Performance Optimizations
This chapter covers the key performance optimizations implemented in pulldown-cmark. The library uses several techniques to achieve fast Markdown parsing while maintaining standards compliance and a clean architecture.
SIMD-Accelerated Character Scanning
One of the most performance-critical operations in Markdown parsing is scanning text for special characters that may indicate inline markup. pulldown-cmark uses SIMD (Single Instruction Multiple Data) instructions on x86_64 platforms to accelerate this scanning.
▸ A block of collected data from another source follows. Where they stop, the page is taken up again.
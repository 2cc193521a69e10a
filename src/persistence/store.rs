//! Key-value store backends

use std::collections::HashMap;
use std::fs;
use std::io::ErrorKind;
use std::path::{Path, PathBuf};

use super::PersistError;

/// String key-value storage (LocalStorage-style)
pub trait KeyValueStore {
    fn get(&self, key: &str) -> Result<Option<String>, PersistError>;
    fn set(&mut self, key: &str, value: &str) -> Result<(), PersistError>;
}

/// In-memory store for tests and throwaway sessions
#[derive(Debug, Clone, Default)]
pub struct MemoryStore {
    entries: HashMap<String, String>,
}

impl KeyValueStore for MemoryStore {
    fn get(&self, key: &str) -> Result<Option<String>, PersistError> {
        Ok(self.entries.get(key).cloned())
    }

    fn set(&mut self, key: &str, value: &str) -> Result<(), PersistError> {
        self.entries.insert(key.to_owned(), value.to_owned());
        Ok(())
    }
}

/// One file per key inside a directory
#[derive(Debug, Clone)]
pub struct FileStore {
    dir: PathBuf,
}

impl FileStore {
    pub fn new(dir: impl Into<PathBuf>) -> Self {
        Self { dir: dir.into() }
    }

    pub fn dir(&self) -> &Path {
        &self.dir
    }

    fn path_for(&self, key: &str) -> PathBuf {
        let file: String = key
            .chars()
            .map(|c| if c.is_ascii_alphanumeric() || c == '_' || c == '-' { c } else { '_' })
            .collect();
        self.dir.join(format!("{file}.json"))
    }
}

impl KeyValueStore for FileStore {
    fn get(&self, key: &str) -> Result<Option<String>, PersistError> {
        match fs::read_to_string(self.path_for(key)) {
            Ok(s) => Ok(Some(s)),
            Err(e) if e.kind() == ErrorKind::NotFound => Ok(None),
            Err(e) => Err(e.into()),
        }
    }

    fn set(&mut self, key: &str, value: &str) -> Result<(), PersistError> {
        fs::create_dir_all(&self.dir)?;
        // Temp file then rename: readers never see a partial record
        let path = self.path_for(key);
        let tmp = path.with_extension("json.tmp");
        fs::write(&tmp, value)?;
        fs::rename(&tmp, &path)?;
        Ok(())
    }
}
The SIMD optimization is implemented in scanners.rs
and operates by:
- Creating a lookup table of special characters (like
*
,_
, etc.) - Loading 16 bytes at a time into a SIMD register
- Performing parallel lookups to identify special characters
- Generating a bitmask indicating which bytes matched
#![allow(unused)] fn main() { // Example from firstpass.rs showing the core scanning logic #[target_feature(enable = "ssse3")] unsafe fn compute_mask(lut: &[u8; 16], bytes: &[u8], ix: usize) -> i32 { let bitmap = _mm_loadu_si128(lut.as_ptr() as *const __m128i); let input = _mm_loadu_si128(bytes.as_ptr().add(ix) as *const __m128i); let bitset = _mm_shuffle_epi8(bitmap, input); let higher_nibbles = _mm_and_si128(_mm_srli_epi16(input, 4), _mm_set1_epi8(0x0f)); let bitmask = _mm_shuffle_epi8(bitmask_lookup, higher_nibbles); let tmp = _mm_and_si128(bitset, bitmask); let result = _mm_cmpeq_epi8(tmp, bitmask); _mm_movemask_epi8(result) } }
This SIMD optimization can provide significant speedups when processing large documents, since character scanning is such a common operation. The code falls back to scalar processing when SIMD is not available.
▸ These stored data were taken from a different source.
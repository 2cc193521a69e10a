//! Collision geometry
//!
//! Entities are hit-tested as axis-aligned ellipses, projectiles and pickups
//! as circles. Walls are the edges of the rectangular world.

use glam::Vec2;

use super::state::WorldBounds;

/// Result of a wall check
#[derive(Debug, Clone)]
pub struct WallContact {
    /// Whether the circle crossed a boundary while moving outward
    pub hit: bool,
    /// Position clamped back inside the world
    pub clamped: Vec2,
    /// Direction with every crossed component reflected
    pub reflected: Vec2,
}

impl WallContact {
    pub fn miss(pos: Vec2, dir: Vec2) -> Self {
        Self {
            hit: false,
            clamped: pos,
            reflected: dir,
        }
    }
}

/// Reflect velocity off a surface
///
/// Standard reflection: v' = v - 2(v·n)n
#[inline]
pub fn reflect_velocity(velocity: Vec2, normal: Vec2) -> Vec2 {
    velocity - 2.0 * velocity.dot(normal) * normal
}

/// Check a moving circle against the world edges.
///
/// Only crossings in the direction of travel count, so a shot entering the
/// world from outside is not treated as a wall contact. A corner hit reflects
/// both components but is still a single contact.
pub fn circle_wall_contact(pos: Vec2, radius: f32, dir: Vec2, bounds: &WorldBounds) -> WallContact {
    let mut contact = WallContact::miss(pos, dir);

    if pos.x - radius < 0.0 && dir.x < 0.0 {
        contact.hit = true;
        contact.clamped.x = radius;
        contact.reflected = reflect_velocity(contact.reflected, Vec2::X);
    } else if pos.x + radius > bounds.width && dir.x > 0.0 {
        contact.hit = true;
        contact.clamped.x = bounds.width - radius;
        contact.reflected = reflect_velocity(contact.reflected, -Vec2::X);
    }

    if pos.y - radius < 0.0 && dir.y < 0.0 {
        contact.hit = true;
        contact.clamped.y = radius;
        contact.reflected = reflect_velocity(contact.reflected, Vec2::Y);
    } else if pos.y + radius > bounds.height && dir.y > 0.0 {
        contact.hit = true;
        contact.clamped.y = bounds.height - radius;
        contact.reflected = reflect_velocity(contact.reflected, -Vec2::Y);
    }

    contact
}

/// Circle vs axis-aligned ellipse.
///
/// The ellipse is grown by the circle radius and the circle center is tested
/// for containment, which is exact on the axes and slightly generous on the
/// diagonals.
#[inline]
pub fn circle_ellipse_overlap(circle: Vec2, radius: f32, center: Vec2, semi_axes: Vec2) -> bool {
    let grown = semi_axes + Vec2::splat(radius.max(0.0));
    point_in_ellipse(circle, center, grown)
}

/// Ellipse vs ellipse, using the same grown-axes approximation
#[inline]
pub fn ellipses_overlap(a: Vec2, a_axes: Vec2, b: Vec2, b_axes: Vec2) -> bool {
    point_in_ellipse(a, b, a_axes + b_axes)
}

/// Whether `p` lies inside the ellipse at `center` with `semi_axes`
pub fn point_in_ellipse(p: Vec2, center: Vec2, semi_axes: Vec2) -> bool {
    if semi_axes.x <= 0.0 || semi_axes.y <= 0.0 {
        return false;
    }
    let d = (p - center) / semi_axes;
    d.length_squared() <= 1.0
}

/// Clamp a point into the world, keeping `pad` from every edge
pub fn clamp_to_bounds(p: Vec2, bounds: &WorldBounds, pad: f32) -> Vec2 {
    let pad_x = pad.min(bounds.width / 2.0);
    let pad_y = pad.min(bounds.height / 2.0);
    Vec2::new(
        p.x.clamp(pad_x, bounds.width - pad_x),
        p.y.clamp(pad_y, bounds.height - pad_y),
    )
}

#[cfg(test)]
mod tests {
    use super::*;

    fn bounds() -> WorldBounds {
        WorldBounds::new(100.0, 100.0)
    }

    #[test]
    fn test_reflect_velocity() {
        // Moving right, hits vertical wall (normal pointing left)
        let velocity = Vec2::new(100.0, 0.0);
        let normal = Vec2::new(-1.0, 0.0);

        let reflected = reflect_velocity(velocity, normal);
        assert!((reflected.x - (-100.0)).abs() < 0.001);
        assert!(reflected.y.abs() < 0.001);
    }

    #[test]
    fn test_wall_contact_right_edge() {
        let c = circle_wall_contact(Vec2::new(108.0, 50.0), 5.0, Vec2::new(1.0, 0.0), &bounds());
        assert!(c.hit);
        assert_eq!(c.clamped.x, 95.0);
        assert!(c.reflected.x < 0.0);
    }

    #[test]
    fn test_wall_contact_ignores_inbound() {
        // Entering from above while moving down
        let c = circle_wall_contact(Vec2::new(50.0, -10.0), 4.0, Vec2::new(0.0, 1.0), &bounds());
        assert!(!c.hit);
    }

    #[test]
    fn test_corner_reflects_both() {
        let c = circle_wall_contact(Vec2::new(-1.0, -1.0), 2.0, Vec2::new(-0.6, -0.8), &bounds());
        assert!(c.hit);
        assert!(c.reflected.x > 0.0 && c.reflected.y > 0.0);
    }

    #[test]
    fn test_circle_ellipse_overlap() {
        let center = Vec2::new(50.0, 50.0);
        let axes = Vec2::new(10.0, 20.0);
        assert!(circle_ellipse_overlap(Vec2::new(50.0, 50.0), 1.0, center, axes));
        // Taller than wide: reaches further vertically
        assert!(circle_ellipse_overlap(Vec2::new(50.0, 72.0), 3.0, center, axes));
        assert!(!circle_ellipse_overlap(Vec2::new(64.0, 50.0), 3.0, center, axes));
    }

    #[test]
    fn test_ellipses_overlap() {
        let axes = Vec2::new(5.0, 8.0);
        assert!(ellipses_overlap(Vec2::ZERO, axes, Vec2::new(9.0, 0.0), axes));
        assert!(!ellipses_overlap(Vec2::ZERO, axes, Vec2::new(11.0, 0.0), axes));
    }

    #[test]
    fn test_clamp_to_bounds() {
        let p = clamp_to_bounds(Vec2::new(-20.0, 140.0), &bounds(), 16.0);
        assert_eq!(p, Vec2::new(16.0, 84.0));
    }
}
Memory-Efficient String Storage
The library uses a custom string type CowStr
that can represent strings. Refer to the string handling documentation for more details on the performance optimizations inherent to this type.
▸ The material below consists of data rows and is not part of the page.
//! Projectiles and their motion
//!
//! Regular shots translate along a unit direction; shockwaves stay put and
//! grow. Walls reflect shots that still have bounces and consume the rest.

use glam::Vec2;
use serde::{Deserialize, Serialize};

use super::collision::circle_wall_contact;
use super::entity::Faction;
use super::progression::{StatKey, UpgradeKey};
use super::state::{SimulationContext, WorldBounds};
use crate::consts::{MULTISHOT_SPREAD, PROJECTILE_CULL_MARGIN, SHOCKWAVE_TICKS};
use crate::{aim_or_default, rotate};

/// Player weapons
#[derive(Debug, Clone, Copy, PartialEq, Eq, Default, Serialize, Deserialize)]
pub enum Weapon {
    /// Balanced blast
    #[default]
    Inferno,
    /// Fast, weak stream
    Flame,
    /// Slow, heavy orb
    Orb,
}

impl Weapon {
    pub fn base_damage(&self) -> f32 {
        match self {
            Weapon::Inferno => 2.0,
            Weapon::Flame => 1.0,
            Weapon::Orb => 6.0,
        }
    }

    pub fn speed(&self) -> f32 {
        match self {
            Weapon::Inferno => 6.0,
            Weapon::Flame => 8.0,
            Weapon::Orb => 2.0,
        }
    }

    pub fn base_size(&self) -> f32 {
        match self {
            Weapon::Inferno => 5.0,
            Weapon::Flame => 3.0,
            Weapon::Orb => 10.0,
        }
    }

    /// Ticks between shots before the fire-rate multiplier
    pub fn base_cooldown(&self) -> u32 {
        match self {
            Weapon::Inferno => 15,
            Weapon::Flame => 3,
            Weapon::Orb => 45,
        }
    }

    /// `max(1, floor(base / fire_rate))`
    pub fn cooldown_ticks(&self, fire_rate: f32) -> u32 {
        let rate = if fire_rate > 0.0 { fire_rate } else { 1.0 };
        ((self.base_cooldown() as f32 / rate).floor() as u32).max(1)
    }
}

/// A moving (or expanding) damage carrier
#[derive(Debug, Clone, Serialize, Deserialize)]
pub struct Projectile {
    pub id: u32,
    pub pos: Vec2,
    /// Unit direction of travel
    pub dir: Vec2,
    pub speed: f32,
    pub radius: f32,
    /// Damage dealt on hit (multipliers already applied)
    pub damage: f32,
    /// Damage before any player stat multiplier
    pub base_damage: f32,
    pub faction: Faction,
    pub pierce_left: u32,
    pub bounces_left: u32,
    /// Area-expanding: grows by `speed` per tick instead of moving
    pub shockwave: bool,
    pub age_ticks: u32,
    /// Entities already damaged by this projectile
    pub hit_ids: Vec<u32>,
}

impl Projectile {
    pub fn new(
        id: u32,
        pos: Vec2,
        dir: Vec2,
        speed: f32,
        radius: f32,
        damage: f32,
        faction: Faction,
    ) -> Self {
        Self {
            id,
            pos,
            dir: aim_or_default(dir),
            speed,
            radius,
            damage,
            base_damage: damage,
            faction,
            pierce_left: 0,
            bounces_left: 0,
            shockwave: false,
            age_ticks: 0,
            hit_ids: Vec::new(),
        }
    }

    pub fn with_base_damage(mut self, base: f32) -> Self {
        self.base_damage = base;
        self
    }

    pub fn with_pierce(mut self, pierce: u32) -> Self {
        self.pierce_left = pierce;
        self
    }

    pub fn with_bounces(mut self, bounces: u32) -> Self {
        self.bounces_left = bounces;
        self
    }

    pub fn as_shockwave(mut self) -> Self {
        self.shockwave = true;
        self
    }

    /// Whether this projectile already damaged entity `id`
    #[inline]
    pub fn has_hit(&self, id: u32) -> bool {
        self.hit_ids.contains(&id)
    }

    /// Record a hit; returns false if the projectile is now spent
    pub fn register_hit(&mut self, id: u32) -> bool {
        self.hit_ids.push(id);
        if self.shockwave {
            return true;
        }
        if self.pierce_left == 0 {
            return false;
        }
        self.pierce_left -= 1;
        true
    }

    /// Advance one tick. Returns false when the projectile should be removed.
    pub fn advance(&mut self, bounds: &WorldBounds) -> bool {
        self.age_ticks += 1;

        if self.shockwave {
            self.radius += self.speed;
            return self.age_ticks < SHOCKWAVE_TICKS;
        }

        self.pos += self.dir * self.speed;

        let contact = circle_wall_contact(self.pos, self.radius, self.dir, bounds);
        if contact.hit {
            if self.bounces_left == 0 {
                return false;
            }
            self.bounces_left -= 1;
            self.pos = contact.clamped;
            self.dir = contact.reflected;
        }

        !bounds.is_far_outside(self.pos, PROJECTILE_CULL_MARGIN + self.radius)
    }
}

/// Move every projectile one tick and drop the spent ones
pub fn step_projectiles(projectiles: &mut Vec<Projectile>, bounds: &WorldBounds) {
    projectiles.retain_mut(|p| p.advance(bounds));
}

/// Fire the player's current weapon from `origin` toward `aim`.
///
/// Multishot fans extra pellets symmetrically around the aim; bounce and
/// pierce levels are copied onto every pellet.
pub fn fire_player_weapon(state: &mut SimulationContext, origin: Vec2, aim: Vec2) -> usize {
    let weapon = state.player.weapon;
    let stats = state.progression.stats;
    let multishot = state.progression.level(UpgradeKey::Multishot);
    let bounces = state.progression.level(UpgradeKey::Bounce);
    let pierce = state.progression.level(UpgradeKey::Pierce);

    let aim = aim_or_default(aim);
    let base = weapon.base_damage();
    let damage = base * stats.get(StatKey::Damage);
    let radius = weapon.base_size() * stats.get(StatKey::ProjectileSize);

    let shots = 1 + 2 * multishot;
    let mid = (shots - 1) as f32 / 2.0;
    for i in 0..shots {
        let dir = rotate(aim, (i as f32 - mid) * MULTISHOT_SPREAD);
        let id = state.next_entity_id();
        let shot = Projectile::new(id, origin, dir, weapon.speed(), radius, damage, Faction::Player)
            .with_base_damage(base)
            .with_bounces(bounces)
            .with_pierce(pierce);
        state.projectiles.push(shot);
    }
    shots as usize
}

#[cfg(test)]
mod tests {
    use super::*;
    use crate::sim::progression::PermanentUpgrades;
    use proptest::prelude::*;

    fn shot(pos: Vec2, dir: Vec2, bounces: u32) -> Projectile {
        Projectile::new(1, pos, dir, 10.0, 5.0, 1.0, Faction::Player).with_bounces(bounces)
    }

    #[test]
    fn test_translates_by_speed() {
        let bounds = WorldBounds::new(200.0, 200.0);
        let mut p = shot(Vec2::new(50.0, 50.0), Vec2::new(0.0, 1.0), 0);
        assert!(p.advance(&bounds));
        assert!((p.pos.y - 60.0).abs() < 1e-5);
    }

    #[test]
    fn test_bounce_then_removed() {
        let bounds = WorldBounds::new(100.0, 100.0);
        let mut projectiles = vec![shot(Vec2::new(98.0, 50.0), Vec2::new(1.0, 0.0), 1)];

        step_projectiles(&mut projectiles, &bounds);
        assert_eq!(projectiles.len(), 1);
        assert!(projectiles[0].dir.x < 0.0);
        assert_eq!(projectiles[0].bounces_left, 0);

        // Send it back into the right wall with nothing left
        projectiles[0].pos = Vec2::new(98.0, 50.0);
        projectiles[0].dir = Vec2::new(1.0, 0.0);
        step_projectiles(&mut projectiles, &bounds);
        assert!(projectiles.is_empty());
    }

    #[test]
    fn test_bounce_keeps_hit_set() {
        let bounds = WorldBounds::new(100.0, 100.0);
        let mut p = shot(Vec2::new(98.0, 50.0), Vec2::new(1.0, 0.0), 2);
        p.hit_ids.push(42);
        assert!(p.advance(&bounds));
        assert!(p.has_hit(42));
    }

    #[test]
    fn test_shockwave_expands_and_expires() {
        let bounds = WorldBounds::new(200.0, 200.0);
        let mut projectiles = vec![
            Projectile::new(1, Vec2::new(100.0, 100.0), Vec2::ZERO, 2.0, 1.0, 30.0, Faction::Enemy)
                .as_shockwave(),
        ];
        step_projectiles(&mut projectiles, &bounds);
        assert_eq!(projectiles[0].radius, 3.0);
        assert_eq!(projectiles[0].pos, Vec2::new(100.0, 100.0));
        for _ in 0..60 {
            step_projectiles(&mut projectiles, &bounds);
        }
        assert!(projectiles.is_empty());
    }

    #[test]
    fn test_inbound_enemy_shot_survives_spawn_outside() {
        let bounds = WorldBounds::new(300.0, 300.0);
        let mut p = Projectile::new(1, Vec2::new(40.0, -10.0), Vec2::Y, 3.0, 4.0, 2.0, Faction::Enemy);
        assert!(p.advance(&bounds));
    }

    #[test]
    fn test_far_outside_culled() {
        let bounds = WorldBounds::new(100.0, 100.0);
        let mut p = Projectile::new(1, Vec2::new(50.0, -500.0), -Vec2::Y, 3.0, 4.0, 2.0, Faction::Enemy);
        assert!(!p.advance(&bounds));
    }

    #[test]
    fn test_pierce_consumption() {
        let mut p = shot(Vec2::ZERO, Vec2::X, 0).with_pierce(1);
        assert!(p.register_hit(1));
        assert_eq!(p.pierce_left, 0);
        assert!(!p.register_hit(2));
    }

    #[test]
    fn test_cooldown_scales_with_fire_rate() {
        assert_eq!(Weapon::Inferno.cooldown_ticks(1.0), 15);
        assert_eq!(Weapon::Inferno.cooldown_ticks(2.0), 7);
        assert_eq!(Weapon::Flame.cooldown_ticks(10.0), 1);
        assert_eq!(Weapon::Orb.cooldown_ticks(0.0), 45);
    }

    #[test]
    fn test_multishot_fans_pellets() {
        let mut state = SimulationContext::new(7, WorldBounds::default());
        state.progression.permanent = PermanentUpgrades {
            multishot: 2,
            bounce: 1,
            pierce: 3,
            ..Default::default()
        };
        let before = state.projectiles.len();
        let fired = fire_player_weapon(&mut state, Vec2::new(100.0, 100.0), Vec2::X);
        assert_eq!(fired, 5);
        let shots = &state.projectiles[before..];
        assert!(shots.iter().all(|p| p.bounces_left == 1 && p.pierce_left == 3));
        // Middle pellet flies straight along the aim
        assert!((shots[2].dir - Vec2::X).length() < 1e-5);
    }

    #[test]
    fn test_zero_aim_uses_default() {
        let mut state = SimulationContext::new(7, WorldBounds::default());
        fire_player_weapon(&mut state, Vec2::new(100.0, 100.0), Vec2::ZERO);
        let p = state.projectiles.last().unwrap();
        assert_eq!(p.dir, crate::DEFAULT_AIM);
    }

    proptest! {
        #[test]
        fn prop_counters_never_underflow(
            x in 0.0f32..100.0,
            y in 0.0f32..100.0,
            angle in 0.0f32..std::f32::consts::TAU,
            bounces in 0u32..3,
        ) {
            let bounds = WorldBounds::new(100.0, 100.0);
            let mut p = Projectile::new(
                1,
                Vec2::new(x, y),
                crate::direction_from_angle(angle),
                7.0,
                3.0,
                1.0,
                Faction::Player,
            )
            .with_bounces(bounces);
            for _ in 0..200 {
                let before = p.bounces_left;
                if !p.advance(&bounds) {
                    break;
                }
                prop_assert!(p.bounces_left <= before);
            }
        }
    }
}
Tree Structure Optimization
The AST (Abstract Syntax Tree) is stored in a vec-based tree structure that provides:
- Fast node creation during parsing
- Efficient tree traversal
- Memory locality from vector storage
#![allow(unused)] fn main() { pub(crate) struct Tree<T> { nodes: Vec<Node<T>>, spine: Vec<TreeIndex>, cur: Option<TreeIndex>, } pub(crate) struct Node<T> { pub child: Option<TreeIndex>, pub next: Option<TreeIndex>, pub item: T, } }
Key optimizations in the tree structure include:
- Using indices instead of pointers for node references
- Maintaining a "spine" for fast access to ancestor nodes
- Storing nodes contiguously in a vector for better cache usage
- Using non-zero indices to save space in option types
Protection Against Pathological Input
It is important that the parser performance remain linear with respect to the input length, otherwise the parser would find itself vulnerable to potential DOS attacks. This may not be important for all consumers, but for anyone depending on the library to handle user generated content this is critical.
Several protections are in place to prevent quadratic time or memory usage on malicious input:
- Link nesting depth is limited:
#![allow(unused)] fn main() { pub(crate) const LINK_MAX_NESTED_PARENS: usize = 32; }
- Table column expansion is bounded:
#![allow(unused)] fn main() { // Limit to prevent quadratic growth from empty cells const MAX_AUTOCOMPLETED_CELLS: usize = 1 << 18; }
- Link reference expansion tracking:
#![allow(unused)] fn main() { // Track expansion to prevent quadratic growth from reference definitions let mut link_ref_expansion_limit: usize = text.len().max(100_000); }
Key Performance Considerations
When using the library, keep in mind:
- SIMD optimizations require the
simd
feature and x86_64 platform - Large documents benefit most from SIMD scanning
- The parser is designed for streaming, allowing incremental processing
- Pathological input protection may limit processing of extremely nested or repetitive content
Benchmarking
The library includes benchmarks to measure performance of key operations:
- String handling with different storage strategies
- Tree operations
- Full document parsing
- Pathological input cases
When making changes that could affect performance, run the benchmarks to ensure optimizations are effective:
cargo bench
Note that some optimizations (like SIMD) are platform-specific, so testing on multiple platforms may be necessary.